▸ **Try it**:
Give the number of lines in the records below that contain the word "failed", and nothing more.

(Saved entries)
= Beginning of Section =

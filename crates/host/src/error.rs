//! Error types for host-side operations.
//!
//! Handler failures never tear anything down: the dispatcher folds them into
//! an `{"error": "..."}` JSON object and sends that through the normal reply
//! path, exactly like a successful result.

use thiserror::Error;

/// Result type alias for host operations.
pub type Result<T> = std::result::Result<T, Error>;

/// Errors that can occur while executing a host operation.
#[derive(Debug, Error)]
pub enum Error {
    /// A required positional parameter was empty or malformed.
    #[error("Invalid params: {0}")]
    InvalidParams(&'static str),

    /// The frontend collaborator refused or failed the request.
    #[error("{0}")]
    Frontend(String),

    /// Runtime failure underneath the handler (hand-off timeout, transport,
    /// child supervision).
    #[error(transparent)]
    Runtime(#[from] webdock_runtime::Error),

    /// Reading a file larger than the bridge is willing to ship.
    #[error("File size is 1MB or higher")]
    FileTooLarge,

    /// A file path escaped the downloads directory.
    #[error("Invalid path: {0}")]
    PathOutsideDownloads(String),

    /// HTTP download failure.
    #[error("Http download file failed: {0}")]
    Download(String),

    /// Zip archive failure.
    #[error("Zip error: {0}")]
    Zip(#[from] zip::result::ZipError),

    /// I/O error.
    #[error("I/O error: {0}")]
    Io(#[from] std::io::Error),

    /// JSON serialization/deserialization error.
    #[error("JSON error: {0}")]
    Json(#[from] serde_json::Error),
}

= End of Section =

▸ **Answer to the exercise**:
2